Incluso los humanos hemos invadido, con nuestro ruido, los bosques y espacios naturales, donde la tranquilidad es un componente necesario para la fauna y la flora. En un artículo publicado en el año 2009 en Park Science, unos investigadores explicaban que la intrusión humana alteraba el comportamiento de los animales, en actividades buenas para su salud, como  buscar comida, aparearse u ocuparse de las crías.

Lo curioso es que, cuando le llamas la atención a las personas que molestan con sus ruidos, la respuesta suele ser, como la del vecino de mi compañera, que no son conscientes de producirlos. Quizás habría que hacerles pasar por la desagradable experiencia de soportarlos, para que tuvieran algo de conciencia.

IR DE CRÁNEO

Acabo de escuchar una tertulia, en el programa de radio nacional “No es un día cualquiera”, sobre la expresión “ir de cráneo”, que, según el diccionario de la RAE, se utiliza para referirnos a las personas que se hallan en una situación comprometida, de difícil solución; personas que pierden el control sobre lo que hacen.

Oyendo el programa, he recordado la película “Cisne negro”, recientemente premiada en los Óscar, cuya protagonista es una bailarina que ha alcanzado la perfección técnica; pero, para interpretar “El lago de los cisnes”, se le exige algo más: seducir, transmitir pasión, mediante sus gestos y movimientos, para lo cual necesita perder el control, que la hace técnicamente perfecta; dejarse llevar por la música y que su baile resulte espontáneo y lleno de vida. Esto la obsesiona hasta el extremo de lesionarse a sí misma con el fin de experimentar la fuerza y la pasión que necesita para encarnar al personaje; sin embargo, no es consciente de este proceso de autodestrucción, como no lo somos los espectadores, que asistimos sorprendimos a hechos, que aparentemente carecen de explicación. Sólo al final, cuando la bailarina representa, por primera vez, “El lago de los cisnes”, tomamos conciencia de la tragedia.
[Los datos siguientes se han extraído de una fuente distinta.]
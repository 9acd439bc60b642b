//! An asynchronous outbound HTTP request-execution engine, decoupled from job-worker slots.
//!
//! A producer — typically a background-job worker whose own execution slot is precious —
//! submits a [`request::Request`] plus a callback identifier through an [`engine::Engine`];
//! the engine executes the request on a small set of cooperative tasks, then delivers the
//! result to the registered [`callback::Callback`], freeing the producer's worker slot for
//! the whole duration of the network call.
//!
//! # High-level features
//! - A single-process [`processor::Processor`] with a bounded queue, cooperative scheduling,
//!   capacity control, and graceful shutdown
//! - A distributed inflight registry ([`task_monitor::TaskMonitor`]) backed by an abstract
//!   [`kv_store::KvStore`], with heartbeats, orphan detection, and a GC lock
//! - Redirect following with loop/depth limits ([`redirect::RedirectEngine`])
//! - Size-ceilinged, charset-aware response body reads ([`response_reader::ResponseReader`])
//! - Payload externalization for oversized bodies ([`external_storage::ExternalStorage`])
//!
//! # Quickstart
//!
//! ```rust,no_run
//! use async_http_engine::{
//!     callback::Callback,
//!     config::EngineConfigBuilder,
//!     engine::{Engine, EnqueueOptions},
//!     error::TaskError,
//!     headers::HttpHeaders,
//!     job_broker::InMemoryJobBroker,
//!     kv_store::InMemoryKvStore,
//!     request::{JobHash, Method},
//!     response::Response,
//! };
//! use async_trait::async_trait;
//! use std::sync::Arc;
//!
//! struct PrintCallback;
//!
//! #[async_trait]
//! impl Callback for PrintCallback {
//!     async fn on_complete(&self, response: Response) {
//!         println!("got {} from {}", response.status, response.url);
//!     }
//!     async fn on_error(&self, error: TaskError) {
//!         eprintln!("request failed: {error:?}");
//!     }
//! }
//!
//! # async fn example() -> Result<(), Box<dyn std::error::Error>> {
//! let config = EngineConfigBuilder::new().build()?;
//! let kv_store = Arc::new(InMemoryKvStore::new());
//! let broker = Arc::new(InMemoryJobBroker::new());
//! let engine = Engine::new(config, kv_store, broker)?;
//! engine.register_callback("PrintCallback", Arc::new(PrintCallback));
//! engine.start().await;
//!
//! engine
//!     .enqueue_request(
//!         Method::Get,
//!         "https://example.com",
//!         HttpHeaders::new(),
//!         None,
//!         None,
//!         None,
//!         "PrintCallback",
//!         JobHash { class: "ExampleJob".into(), args: vec![] },
//!         EnqueueOptions::default(),
//!     )
//!     .await?;
//! # Ok(())
//! # }
//! ```
//!
//! # Feature flags
//! - `tracing-init` — structured tracing subscriber initialization helper

/// Callback registration and dispatch, replacing dynamic callback-class lookup with a static
/// string-id → handler registry.
pub mod callback;

/// Engine-wide configuration: a plain data struct with a validating fluent builder.
pub mod config;

/// Pooled outbound HTTP client shared by every task.
pub mod client;

/// Top-level composition root owning the Processor, TaskMonitor, JobBroker, and registries.
pub mod engine;

/// Submission-time and runtime error taxonomies.
pub mod error;

/// Indirection for oversized callback payloads via a pluggable blob store.
pub mod external_storage;

/// Case-insensitive HTTP header storage.
pub mod headers;

/// Abstract interface to the host's background-job framework, plus an in-memory reference.
pub mod job_broker;

/// Abstract key-value store interface used by the inflight registry, plus an in-memory
/// reference implementation.
pub mod kv_store;

/// Background heartbeat and orphan-recovery loop.
pub mod monitor_thread;

/// Wire encoding for request/response bodies.
pub mod payload;

/// Process identity used to namespace task ids across processes.
pub mod process_identity;

/// In-process entry point for asynchronous request execution.
pub mod processor;

/// Follows 3xx responses with loop and depth limits.
pub mod redirect;

/// Immutable `Request`, mutable `RequestTask`, and their lifecycle.
pub mod request;

/// The immutable `Response` produced by a completed task.
pub mod response;

/// Streaming body reads with a hard size ceiling and charset handling.
pub mod response_reader;

/// Best-effort running statistics.
pub mod stats;

/// Durable, cross-process inflight task registry.
pub mod task_monitor;

/// Monotonic timestamp helpers.
pub mod time_helper;

/// Structured tracing subscriber initialization, gated behind the `tracing-init` feature.
#[cfg(feature = "tracing-init")]
#[cfg_attr(docsrs, doc(cfg(feature = "tracing-init")))]
pub mod tracing_init;

pub use engine::Engine;
pub use error::{EngineError, TaskError};
pub use request::{Method, Request};
pub use response::Response;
Resulta sorprendente que a una persona, que ha consagrado su vida a conseguir el objetivo de protagonizar un ballet, para lo cual se ha esforzado, hasta la extenuación, ha renunciado a su intimidad y ha llevado una existencia austera, sometida a una disciplina estricta, en especial en los hábitos alimenticios, se le exija justamente lo contrario para lo que ha sido preparada: la pérdida del control.

A algunos alumnos les sucede al revés que a la bailarina de «Cisne negro»: les exigimos que no pierdan el control, que no se dejen arrastrar por el instinto o las pasiones. Se comentaba, hace unos días, en la sala de profesores el caso de una chica, a la que las circunstancias, de vez en cuando, la desbordan y lleva a cabo acciones de las que luego se arrepiente. Las circunstancias son de lo más comunes en el ámbito docente: la comunicación de un suspenso que no espera, una amonestación verbal del profesor, que considera injusta, etc. Sin embargo, algo sucede en la mente de esta alumna, “se le cruzan los cables”, como se dice vulgarmente, y se enfrenta al profesor o a quien se le ponga por delante.

Es evidente que todos, alguna vez, nos hemos encontrado en una situación comprometida, y hemos perdido el control, incluidos los profesores, porque no siempre nos levantamos con el pie derecho ni nuestros alumnos se comportan adecuadamente.

Claro que perder el control no siempre nos va a llevar a faltarle al respeto a las personas con las que convivimos o a autodestruirnos, como le sucede a la protagonista de «Cisne negro», sino que, a veces, puede ser un incentivo, que nos saca de la rutina y nos hace madurar.